> What you have to do
Give the number of lines below that contain the string "LIME", and no other text.

> Data listing
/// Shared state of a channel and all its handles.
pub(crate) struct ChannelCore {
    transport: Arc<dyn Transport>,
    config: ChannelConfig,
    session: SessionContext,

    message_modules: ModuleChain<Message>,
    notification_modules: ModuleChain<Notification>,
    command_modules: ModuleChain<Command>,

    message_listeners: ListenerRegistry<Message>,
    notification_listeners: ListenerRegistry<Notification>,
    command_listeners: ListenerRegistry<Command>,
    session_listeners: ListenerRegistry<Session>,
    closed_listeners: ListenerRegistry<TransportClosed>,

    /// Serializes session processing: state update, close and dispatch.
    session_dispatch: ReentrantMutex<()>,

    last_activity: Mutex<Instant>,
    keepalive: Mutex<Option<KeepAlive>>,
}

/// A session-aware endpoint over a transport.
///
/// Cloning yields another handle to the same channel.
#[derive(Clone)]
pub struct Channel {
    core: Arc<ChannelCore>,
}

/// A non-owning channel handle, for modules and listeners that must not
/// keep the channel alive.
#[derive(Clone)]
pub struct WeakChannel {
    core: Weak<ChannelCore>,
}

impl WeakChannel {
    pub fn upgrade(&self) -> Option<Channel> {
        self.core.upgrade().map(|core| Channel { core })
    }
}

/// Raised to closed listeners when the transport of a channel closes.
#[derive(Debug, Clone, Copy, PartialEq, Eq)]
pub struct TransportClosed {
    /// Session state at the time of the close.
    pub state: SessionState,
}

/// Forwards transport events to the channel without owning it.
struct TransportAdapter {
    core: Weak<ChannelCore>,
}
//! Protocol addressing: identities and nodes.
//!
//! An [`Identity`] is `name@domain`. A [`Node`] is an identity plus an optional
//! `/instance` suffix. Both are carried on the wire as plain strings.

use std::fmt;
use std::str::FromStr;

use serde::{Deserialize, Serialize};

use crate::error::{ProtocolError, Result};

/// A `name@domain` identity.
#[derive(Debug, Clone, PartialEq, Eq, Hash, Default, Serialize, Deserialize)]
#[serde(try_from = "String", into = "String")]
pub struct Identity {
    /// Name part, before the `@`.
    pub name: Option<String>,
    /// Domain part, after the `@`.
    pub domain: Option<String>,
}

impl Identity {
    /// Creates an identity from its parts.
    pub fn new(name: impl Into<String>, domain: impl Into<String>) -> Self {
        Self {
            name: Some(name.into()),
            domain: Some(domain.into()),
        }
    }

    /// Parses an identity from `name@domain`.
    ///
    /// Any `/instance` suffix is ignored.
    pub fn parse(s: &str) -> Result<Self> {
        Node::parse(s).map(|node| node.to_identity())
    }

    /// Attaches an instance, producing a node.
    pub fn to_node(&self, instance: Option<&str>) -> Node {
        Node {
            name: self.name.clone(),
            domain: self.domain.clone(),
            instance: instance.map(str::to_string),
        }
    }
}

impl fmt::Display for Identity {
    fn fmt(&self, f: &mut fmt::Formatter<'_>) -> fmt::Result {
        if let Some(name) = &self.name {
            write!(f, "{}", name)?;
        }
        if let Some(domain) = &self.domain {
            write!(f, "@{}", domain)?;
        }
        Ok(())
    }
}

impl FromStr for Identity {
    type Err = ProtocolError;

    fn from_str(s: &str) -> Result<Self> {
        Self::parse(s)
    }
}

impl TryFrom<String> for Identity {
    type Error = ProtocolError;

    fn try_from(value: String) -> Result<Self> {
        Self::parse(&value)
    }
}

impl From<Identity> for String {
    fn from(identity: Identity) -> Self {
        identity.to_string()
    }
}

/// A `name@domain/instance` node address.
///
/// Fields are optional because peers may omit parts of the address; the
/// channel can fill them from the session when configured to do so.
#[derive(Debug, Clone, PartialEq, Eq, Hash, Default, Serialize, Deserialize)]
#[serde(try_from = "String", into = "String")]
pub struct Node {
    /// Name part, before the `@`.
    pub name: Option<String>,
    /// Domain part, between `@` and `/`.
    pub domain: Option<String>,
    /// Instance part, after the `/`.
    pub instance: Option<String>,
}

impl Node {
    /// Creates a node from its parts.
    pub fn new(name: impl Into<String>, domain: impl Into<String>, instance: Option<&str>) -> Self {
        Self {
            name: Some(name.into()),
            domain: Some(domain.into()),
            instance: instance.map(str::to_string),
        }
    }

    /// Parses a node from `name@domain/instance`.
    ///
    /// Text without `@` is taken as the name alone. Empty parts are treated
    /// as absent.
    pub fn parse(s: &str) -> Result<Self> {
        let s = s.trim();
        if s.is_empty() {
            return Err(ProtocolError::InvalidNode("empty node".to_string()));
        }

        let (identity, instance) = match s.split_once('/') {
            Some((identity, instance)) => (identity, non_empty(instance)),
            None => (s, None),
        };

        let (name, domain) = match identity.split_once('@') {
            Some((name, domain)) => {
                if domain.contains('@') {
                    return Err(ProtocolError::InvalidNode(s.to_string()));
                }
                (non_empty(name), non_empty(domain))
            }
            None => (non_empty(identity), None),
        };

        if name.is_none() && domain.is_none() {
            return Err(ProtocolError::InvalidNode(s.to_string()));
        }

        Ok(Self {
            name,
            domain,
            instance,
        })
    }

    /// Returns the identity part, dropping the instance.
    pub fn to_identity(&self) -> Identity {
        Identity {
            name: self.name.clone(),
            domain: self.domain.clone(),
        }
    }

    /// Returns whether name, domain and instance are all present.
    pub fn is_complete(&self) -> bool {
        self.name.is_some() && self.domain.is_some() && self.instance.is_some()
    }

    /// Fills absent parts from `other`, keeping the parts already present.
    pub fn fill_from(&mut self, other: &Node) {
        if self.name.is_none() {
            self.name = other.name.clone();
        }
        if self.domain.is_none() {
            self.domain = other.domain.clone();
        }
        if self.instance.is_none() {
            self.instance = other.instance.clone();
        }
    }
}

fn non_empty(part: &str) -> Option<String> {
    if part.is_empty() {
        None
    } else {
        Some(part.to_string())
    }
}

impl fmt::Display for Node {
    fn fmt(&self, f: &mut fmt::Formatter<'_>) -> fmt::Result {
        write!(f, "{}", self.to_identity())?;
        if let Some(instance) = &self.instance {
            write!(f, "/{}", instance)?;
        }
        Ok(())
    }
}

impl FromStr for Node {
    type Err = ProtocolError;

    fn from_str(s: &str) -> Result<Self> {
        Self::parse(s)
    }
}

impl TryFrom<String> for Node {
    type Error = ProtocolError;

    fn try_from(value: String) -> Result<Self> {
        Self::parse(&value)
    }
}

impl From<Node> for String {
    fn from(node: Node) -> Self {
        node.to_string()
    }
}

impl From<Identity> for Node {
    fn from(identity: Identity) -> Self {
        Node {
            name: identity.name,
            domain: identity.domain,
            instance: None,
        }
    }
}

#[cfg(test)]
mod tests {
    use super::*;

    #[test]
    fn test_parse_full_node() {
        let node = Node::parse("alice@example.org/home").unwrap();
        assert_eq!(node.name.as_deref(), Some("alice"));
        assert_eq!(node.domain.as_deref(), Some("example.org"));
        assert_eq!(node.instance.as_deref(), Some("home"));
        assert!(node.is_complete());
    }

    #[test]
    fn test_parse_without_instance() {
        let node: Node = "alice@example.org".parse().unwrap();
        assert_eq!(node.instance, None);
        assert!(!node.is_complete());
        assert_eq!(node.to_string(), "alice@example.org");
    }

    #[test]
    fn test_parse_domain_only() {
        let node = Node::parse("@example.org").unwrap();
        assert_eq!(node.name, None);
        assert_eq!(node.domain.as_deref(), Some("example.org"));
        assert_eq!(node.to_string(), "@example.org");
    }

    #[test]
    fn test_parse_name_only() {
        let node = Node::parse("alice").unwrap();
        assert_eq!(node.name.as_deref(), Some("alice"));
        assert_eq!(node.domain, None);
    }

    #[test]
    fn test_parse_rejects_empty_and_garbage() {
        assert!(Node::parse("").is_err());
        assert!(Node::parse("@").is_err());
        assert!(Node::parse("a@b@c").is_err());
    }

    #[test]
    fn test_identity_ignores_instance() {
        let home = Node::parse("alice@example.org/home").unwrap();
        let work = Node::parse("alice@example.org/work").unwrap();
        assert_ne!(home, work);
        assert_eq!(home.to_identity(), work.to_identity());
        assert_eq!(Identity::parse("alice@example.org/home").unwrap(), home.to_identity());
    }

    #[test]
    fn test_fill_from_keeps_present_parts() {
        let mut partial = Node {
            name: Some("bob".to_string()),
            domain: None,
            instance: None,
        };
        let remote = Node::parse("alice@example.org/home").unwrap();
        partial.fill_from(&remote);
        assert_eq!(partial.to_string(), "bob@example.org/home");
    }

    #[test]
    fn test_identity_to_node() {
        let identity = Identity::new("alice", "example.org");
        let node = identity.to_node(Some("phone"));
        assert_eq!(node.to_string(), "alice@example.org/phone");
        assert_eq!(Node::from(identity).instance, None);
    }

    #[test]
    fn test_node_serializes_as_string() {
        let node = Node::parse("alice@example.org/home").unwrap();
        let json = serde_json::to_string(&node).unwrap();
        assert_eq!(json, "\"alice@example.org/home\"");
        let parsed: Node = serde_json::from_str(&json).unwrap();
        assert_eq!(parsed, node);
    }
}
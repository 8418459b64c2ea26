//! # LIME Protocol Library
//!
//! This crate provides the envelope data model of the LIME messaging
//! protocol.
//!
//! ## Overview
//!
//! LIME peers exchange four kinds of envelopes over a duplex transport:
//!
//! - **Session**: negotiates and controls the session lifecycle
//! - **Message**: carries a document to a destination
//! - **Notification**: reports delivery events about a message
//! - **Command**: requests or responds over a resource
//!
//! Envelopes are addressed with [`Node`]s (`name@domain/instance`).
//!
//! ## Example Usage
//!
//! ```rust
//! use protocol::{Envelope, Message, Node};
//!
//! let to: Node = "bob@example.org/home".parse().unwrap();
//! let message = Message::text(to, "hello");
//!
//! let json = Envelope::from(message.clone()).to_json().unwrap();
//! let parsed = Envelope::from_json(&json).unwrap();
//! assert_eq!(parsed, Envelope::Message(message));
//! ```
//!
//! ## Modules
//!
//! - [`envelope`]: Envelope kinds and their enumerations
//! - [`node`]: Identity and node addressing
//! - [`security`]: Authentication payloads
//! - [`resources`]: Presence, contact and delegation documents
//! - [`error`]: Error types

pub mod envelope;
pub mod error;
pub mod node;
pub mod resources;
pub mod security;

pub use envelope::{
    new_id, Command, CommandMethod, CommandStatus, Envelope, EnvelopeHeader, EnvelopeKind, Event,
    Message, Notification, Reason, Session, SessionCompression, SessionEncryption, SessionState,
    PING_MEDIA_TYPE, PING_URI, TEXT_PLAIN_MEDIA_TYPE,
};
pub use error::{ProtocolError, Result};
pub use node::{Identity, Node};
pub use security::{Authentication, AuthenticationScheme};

> Solution for this problem
3